**WORK TO COMPLETE**
The expected output is exactly the lines below, starting at the line with "path, output, .." and ending at the line with "pub enum RouteKind", both included; no other line belongs in it.

**DATASET ENTRIES**
//! Sharecard - social preview cards and metadata for a travel-planning site.

mod batch;
mod cache;
mod cli;
mod config;
mod content;
mod core;
mod logger;
mod meta;
mod render;
mod server;
mod trip;
mod utils;

use std::process::ExitCode;

use clap::{ColorChoice, Parser, error::ErrorKind};
use cli::{Cli, Commands};
use config::SiteConfig;

fn main() -> ExitCode {
    let cli = match Cli::try_parse() {
        Ok(cli) => cli,
        Err(err) => {
            let code = match err.kind() {
                ErrorKind::DisplayHelp | ErrorKind::DisplayVersion => ExitCode::SUCCESS,
                _ => ExitCode::FAILURE,
            };
            err.print().ok();
            return code;
        }
    };

    match run(&cli) {
        Ok(()) => ExitCode::SUCCESS,
        Err(err) => {
            log!("error"; "{:#}", err);
            ExitCode::FAILURE
        }
    }
}

fn run(cli: &Cli) -> anyhow::Result<()> {
    match cli.color {
        ColorChoice::Always => owo_colors::set_override(true),
        ColorChoice::Never => owo_colors::set_override(false),
        ColorChoice::Auto => {} // owo-colors auto-detects TTY
    }
    logger::set_verbose(cli.verbose);

    // Setup global Ctrl+C handler (before any blocking operations)
    core::setup_shutdown_handler()?;

    let config = SiteConfig::load(cli)?;

    match &cli.command {
        Commands::Build { args } => cli::build::build_cards(&config, args),
        Commands::Validate => cli::validate::validate_manifest(&config),
        Commands::Serve { .. } => cli::serve::serve(config),
        Commands::Render { path, output, .. } => cli::render::render_route(&config, path, output),
        Commands::Meta { path } => cli::meta::print_meta(&config, path),
    }
}
//! Ordered route table.
//!
//! Each rule pairs a matcher on the locale-stripped base path with a resolver
//! that builds a [`RouteDef`] from the content catalog. Rules are tried in
//! order and the first resolver returning `Some` wins:
//!
//! 1. exact static page
//! 2. `/blog/:slug`
//! 3. `/inspirations/country/:name`
//! 4. `/example/:templateId`
//! 5. `/inspirations…`
//! 6. generic fallback from path segments

use std::{collections::BTreeMap, sync::LazyLock};

use regex::Regex;
use serde::Serialize;

use crate::{
    config::SiteSection,
    content::{ContentCatalog, LocalizedCopy, PageKind},
    debug,
    utils::slug::humanize_segment,
};

static BLOG: LazyLock<Regex> = LazyLock::new(|| Regex::new(r"^/blog/([^/]+)$").unwrap());
static COUNTRY: LazyLock<Regex> =
    LazyLock::new(|| Regex::new(r"^/inspirations/country/([^/]+)$").unwrap());
static EXAMPLE: LazyLock<Regex> = LazyLock::new(|| Regex::new(r"^/example/([^/]+)$").unwrap());

#[derive(Debug, Clone, Copy, PartialEq, Eq, Serialize)]
#[serde(rename_all = "lowercase")]
pub enum RouteKind {
    Marketing,
    Tool,
    Blog,
    Country,
    Example,
    Inspirations,
    Fallback,
}

impl RouteKind {
    /// Whether the canonical path follows the requested locale.
    pub const fn is_localized(self) -> bool {
        !matches!(self, Self::Tool | Self::Fallback)
    }
}

/// Everything the resolver needs to know about one matched route.
#[derive(Debug, Clone)]
pub struct RouteDef {
    pub kind: RouteKind,
    /// Locales the route has content in, in site order.
    pub locales: Vec<String>,
    pub source_locale: String,
    /// Tool pages that opt into per-locale canonical paths.
    pub localized_canonical: bool,
    pub copy: BTreeMap<String, LocalizedCopy>,
    /// Used when no locale has copy.
    pub fallback: LocalizedCopy,
    pub image: Option<String>,
    pub tint: Option<String>,
    pub tint_intensity: Option<f32>,
    pub indexable: bool,
}

impl RouteDef {
    fn new(kind: RouteKind, site: &SiteSection) -> Self {
        Self {
            kind,
            locales: site.locales.clone(),
            source_locale: site.default_locale.clone(),
            localized_canonical: false,
            copy: BTreeMap::new(),
            fallback: LocalizedCopy::default(),
            image: None,
            tint: None,
            tint_intensity: None,
            indexable: true,
        }
    }

    /// Restrict available locales to those with copy, keeping site order.
    fn with_copy(mut self, copy: &BTreeMap<String, LocalizedCopy>, site: &SiteSection) -> Self {
        self.copy = copy.clone();
        if !copy.is_empty() {
            self.locales = site
                .locales
                .iter()
                .filter(|l| copy.contains_key(*l))
                .cloned()
                .collect();
        }
        self
    }

    fn with_source(mut self, source: Option<&String>) -> Self {
        if let Some(source) = source {
            self.source_locale = source.clone();
        }
        if !self.locales.contains(&self.source_locale)
            && let Some(first) = self.locales.first()
        {
            self.source_locale = first.clone();
        }
        self
    }

    /// Copy for `locale`, falling back to the source locale, then the fallback text.
    pub fn copy_for(&self, locale: &str) -> LocalizedCopy {
        self.copy
            .get(locale)
            .or_else(|| self.copy.get(&self.source_locale))
            .or_else(|| self.copy.values().next())
            .cloned()
            .unwrap_or_else(|| self.fallback.clone())
    }

    pub fn has_copy(&self, locale: &str) -> bool {
        self.locales.iter().any(|l| l == locale)
            && (self.copy.is_empty() || self.copy.contains_key(locale))
    }
}

/// Inputs shared by all rule resolvers.
pub struct RouteCtx<'a> {
    pub site: &'a SiteSection,
    pub catalog: &'a ContentCatalog,
    pub base: &'a str,
}

enum Matcher {
    /// Base path listed in the catalog's static pages.
    Static,
    Pattern(&'static LazyLock<Regex>),
    Prefix(&'static str),
    Any,
}

type Resolve = fn(&RouteCtx<'_>, Option<&str>) -> Option<RouteDef>;

pub struct Rule {
    pub name: &'static str,
    matcher: Matcher,
    resolve: Resolve,
}

impl Rule {
    /// Run the matcher; on success pass the first capture (if any) to the resolver.
    fn apply(&self, ctx: &RouteCtx<'_>) -> Option<RouteDef> {
        match &self.matcher {
            Matcher::Static => (self.resolve)(ctx, None),
            Matcher::Pattern(re) => {
                let caps = re.captures(ctx.base)?;
                (self.resolve)(ctx, caps.get(1).map(|m| m.as_str()))
            }
            Matcher::Prefix(prefix) => {
                let matches = ctx.base == *prefix
                    || ctx
                        .base
                        .strip_prefix(prefix)
                        .is_some_and(|rest| rest.starts_with('/'));
                if matches { (self.resolve)(ctx, None) } else { None }
            }
            Matcher::Any => (self.resolve)(ctx, None),
        }
    }
}

/// The fixed-priority rule list.
pub fn rules() -> &'static [Rule] {
    static RULES: LazyLock<Vec<Rule>> = LazyLock::new(|| {
        vec![
            Rule { name: "static", matcher: Matcher::Static, resolve: resolve_static },
            Rule { name: "blog", matcher: Matcher::Pattern(&BLOG), resolve: resolve_blog },
            Rule { name: "country", matcher: Matcher::Pattern(&COUNTRY), resolve: resolve_country },
            Rule { name: "example", matcher: Matcher::Pattern(&EXAMPLE), resolve: resolve_example },
            Rule {
                name: "inspirations",
                matcher: Matcher::Prefix("/inspirations"),
                resolve: resolve_inspirations,
            },
            Rule { name: "fallback", matcher: Matcher::Any, resolve: resolve_fallback },
        ]
    });
    &RULES
}

/// First matching rule's definition. The fallback rule always matches.
pub fn lookup(ctx: &RouteCtx<'_>) -> RouteDef {
    for rule in rules() {
        if let Some(def) = rule.apply(ctx) {
            debug!("meta"; "{} matched {} rule", ctx.base, rule.name);
            return def;
        }
    }
    fallback_def(ctx)
}

fn resolve_static(ctx: &RouteCtx<'_>, _: Option<&str>) -> Option<RouteDef> {
    let page = ctx.catalog.page(ctx.base)?;
    let kind = match page.kind {
        PageKind::Marketing => RouteKind::Marketing,
        PageKind::Tool => RouteKind::Tool,
    };
    let mut def = RouteDef::new(kind, ctx.site).with_copy(&page.copy, ctx.site);
    if !page.locales.is_empty() {
        def.locales.retain(|l| page.locales.contains(l));
    }
    def = def.with_source(None);
    def.localized_canonical = page.localized_canonical;
    def.tint = page.tint.clone();
    def.tint_intensity = page.tint_intensity;
    def.fallback = LocalizedCopy {
        title: humanize_last(ctx.base, &ctx.site.name),
        description: ctx.site.default_description.clone(),
        pill: None,
    };
    Some(def)
}

fn resolve_blog(ctx: &RouteCtx<'_>, slug: Option<&str>) -> Option<RouteDef> {
    let post = ctx.catalog.blog_post(slug?)?;
    let mut def = RouteDef::new(RouteKind::Blog, ctx.site)
        .with_copy(&post.copy, ctx.site)
        .with_source(post.source_locale.as_ref());
    def.image = post.image.clone();
    def.tint = post.tint.clone();
    def.tint_intensity = post.tint_intensity;
    def.fallback = LocalizedCopy {
        title: humanize_segment(&post.slug),
        description: ctx.site.default_description.clone(),
        pill: None,
    };
    Some(def)
}

fn resolve_country(ctx: &RouteCtx<'_>, name: Option<&str>) -> Option<RouteDef> {
    let country = ctx.catalog.country(name?)?;
    let mut def = RouteDef::new(RouteKind::Country, ctx.site)
        .with_copy(&country.copy, ctx.site)
        .with_source(None);
    def.tint = country.tint.clone();
    def.fallback = LocalizedCopy {
        title: humanize_segment(&country.name),
        description: ctx.site.default_description.clone(),
        pill: None,
    };
    Some(def)
}

fn resolve_example(ctx: &RouteCtx<'_>, id: Option<&str>) -> Option<RouteDef> {
    let example = ctx.catalog.example(id?)?;
    let mut def = RouteDef::new(RouteKind::Example, ctx.site)
        .with_copy(&example.copy, ctx.site)
        .with_source(example.source_locale.as_ref());
    def.tint = example.tint.clone();
    def.fallback = LocalizedCopy {
        title: humanize_segment(&example.id),
        description: ctx.site.default_description.clone(),
        pill: None,
    };
    Some(def)
}

fn resolve_inspirations(ctx: &RouteCtx<'_>, _: Option<&str>) -> Option<RouteDef> {
    let mut def = RouteDef::new(RouteKind::Inspirations, ctx.site);
    def.fallback = LocalizedCopy {
        title: humanize_last(ctx.base, "Inspirations"),
        description: ctx.site.default_description.clone(),
        pill: None,
    };
    Some(def)
}

fn resolve_fallback(ctx: &RouteCtx<'_>, _: Option<&str>) -> Option<RouteDef> {
    Some(fallback_def(ctx))
}

fn fallback_def(ctx: &RouteCtx<'_>) -> RouteDef {
    let mut def = RouteDef::new(RouteKind::Fallback, ctx.site);
    def.indexable = false;
    def.fallback = LocalizedCopy {
        title: humanize_last(ctx.base, &ctx.site.name),
        description: ctx.site.default_description.clone(),
        pill: None,
    };
    def
}

/// Humanized last path segment, or `default` for the root path.
fn humanize_last(base: &str, default: &str) -> String {
    let title = base
        .rsplit('/')
        .find(|s| !s.is_empty())
        .map(humanize_segment)
        .unwrap_or_default();
    if title.is_empty() {
        default.to_string()
    } else {
        title
    }
}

**EXERCISE OUTPUT**
        Commands::Render { path, output, .. } => cli::render::render_route(&config, path, output),
        Commands::Meta { path } => cli::meta::print_meta(&config, path),
    }
}
//! Ordered route table.
//!
//! Each rule pairs a matcher on the locale-stripped base path with a resolver
//! that builds a [`RouteDef`] from the content catalog. Rules are tried in
//! order and the first resolver returning `Some` wins:
//!
//! 1. exact static page
//! 2. `/blog/:slug`
//! 3. `/inspirations/country/:name`
//! 4. `/example/:templateId`
//! 5. `/inspirations…`
//! 6. generic fallback from path segments

use std::{collections::BTreeMap, sync::LazyLock};

use regex::Regex;
use serde::Serialize;

use crate::{
    config::SiteSection,
    content::{ContentCatalog, LocalizedCopy, PageKind},
    debug,
    utils::slug::humanize_segment,
};

static BLOG: LazyLock<Regex> = LazyLock::new(|| Regex::new(r"^/blog/([^/]+)$").unwrap());
static COUNTRY: LazyLock<Regex> =
    LazyLock::new(|| Regex::new(r"^/inspirations/country/([^/]+)$").unwrap());
static EXAMPLE: LazyLock<Regex> = LazyLock::new(|| Regex::new(r"^/example/([^/]+)$").unwrap());

#[derive(Debug, Clone, Copy, PartialEq, Eq, Serialize)]
#[serde(rename_all = "lowercase")]
pub enum RouteKind {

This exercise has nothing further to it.